Prior to the pandemic, approximately one percent of visits in the gastroenterology clinic of the Digestive Disease Institute were conducted via telehealth. That number increased to 20.2 percent from March through August of this year, enabling identification of opportunities to expand long-term utilization of telehealth such as on-demand multidisciplinary virtual care for complex patients and accelerated intake and evaluation of urgent referrals.
Accelerating Care for Urgent Referrals
As one of the region’s largest referral centers, the Therapeutic Endoscopy Center of Excellence typically receives 400 to 450 referrals to Virginia Mason per month from outside providers. Telehealth is being used to reduce the time from urgent referral to first appointment.
“Our goal is to use virtual visits to quickly intake the patient, evaluate the case, and decide on a treatment plan, so we’re ready to perform the needed procedure as soon as possible,” says Andrew Ross, MD.
In addition to improving access across a much larger geographical area, telehealth enables Virginia Mason to extend its circle of support and education to other hospitals.

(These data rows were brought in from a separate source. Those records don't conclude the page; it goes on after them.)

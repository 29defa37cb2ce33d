use crate::{
    binding::FuelSigner,
    wallets::{
        self,
        WalletDescriptor,
    },
};
use color_eyre::eyre::{
    Result,
    WrapErr,
    eyre,
};
use fuels::{
    accounts::ViewOnlyAccount,
    prelude::Provider,
    types::Address,
};
use std::future::Future;

/// A wallet that has authorized this client on a supported network.
#[derive(Clone, Debug)]
pub struct ConnectedWallet<S> {
    pub account: Address,
    pub chain_id: u64,
    pub signer: S,
}

/// Asks a wallet to authorize this client.
pub trait WalletAuthorizer: Clone + Send + Sync + 'static {
    type Signer: Clone + Send + Sync + 'static;

    fn authorize(
        &self,
        password: String,
    ) -> impl Future<Output = Result<ConnectedWallet<Self::Signer>>> + Send;
}

#[derive(Clone, Debug)]
pub struct WalletConnector {
    url: String,
    allowed_chain_ids: Vec<u64>,
    wallet: WalletDescriptor,
}

impl WalletConnector {
    pub fn new(
        url: impl Into<String>,
        allowed_chain_ids: Vec<u64>,
        wallet: WalletDescriptor,
    ) -> Self {
        Self {
            url: url.into(),
            allowed_chain_ids,
            wallet,
        }
    }

    pub fn wallet_name(&self) -> &str {
        &self.wallet.name
    }

    pub fn url(&self) -> &str {
        &self.url
    }

    pub async fn connect(&self, password: String) -> Result<ConnectedWallet<FuelSigner>> {
        let provider = Provider::connect(&self.url)
            .await
            .wrap_err_with(|| format!("Failed to connect to provider at {}", self.url))?;
        let consensus_parameters = provider
            .consensus_parameters()
            .await
            .wrap_err("Failed to fetch consensus parameters")?;
        let chain_id = u64::from(consensus_parameters.chain_id());
        ensure_supported_chain(chain_id, &self.allowed_chain_ids)?;

        let wallet = wallets::unlock_wallet(&self.wallet, &password, &provider)?;
        let account: Address = (*wallet.address()).into();
        let base_asset_id = *consensus_parameters.base_asset_id();
        tracing::info!(%account, chain_id, wallet = %self.wallet.name, "wallet connected");

        Ok(ConnectedWallet {
            account,
            chain_id,
            signer: FuelSigner {
                wallet,
                base_asset_id,
            },
        })
    }
}

impl WalletAuthorizer for WalletConnector {
    type Signer = FuelSigner;

    async fn authorize(&self, password: String) -> Result<ConnectedWallet<FuelSigner>> {
        self.connect(password).await
    }
}

pub fn ensure_supported_chain(chain_id: u64, allowed: &[u64]) -> Result<()> {
    if allowed.contains(&chain_id) {
        Ok(())
    } else {
        Err(eyre!(
            "Unsupported network: chain id {chain_id} is not one of {allowed:?}"
        ))
    }
}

To achieve this goal, Advanced Practice Providers such as Ella Sanman, ARNP, who spearheaded the Center’s telehealth initiative before COVID-19, conduct virtual consultations with new patients within a week of referral, and sometimes within 24 hours. Additional tests and imaging are reviewed by the endoscopist, who then may conduct an additional in-person or virtual visit with the patient if needed.
The emphasis on virtual care is especially beneficial to the significant percentage of patients who live more than 100 miles away, with many patients traveling from as far away as Alaska or Hawaii. While the number of virtual visits across Virginia Mason peaked in April, they continue at levels two to three times higher than pre-pandemic levels.
“Care team members can talk a patient through their options, answer questions, and decide on an appropriate plan, so faraway patients won’t have to come to our Seattle campus until it’s time for their procedure,” says Rebecca Okelo, Director of Gastroenterology. “We’re aiming for this approach to be our new model of care.”
Multidisciplinary Virtual Care
Virginia Mason’s telehealth platform, InTouch, allows multidisciplinary providers in different locations to be involved in a single patient visit and is also being used in the Digestive Disease Institute to conduct multidisciplinary tumor boards.
“Almost everything I do lends itself to multidisciplinary care, and telehealth makes it easier to quickly deliver that high-quality care in a way that is much more convenient to patients,” Dr. Simianu says. “We fully expect it to be a new model of care moving forward.”
The vision is to provide on-demand, multidisciplinary virtual care to complex patients across the Digestive Disease Institute every day. The pandemic has accelerated the effort!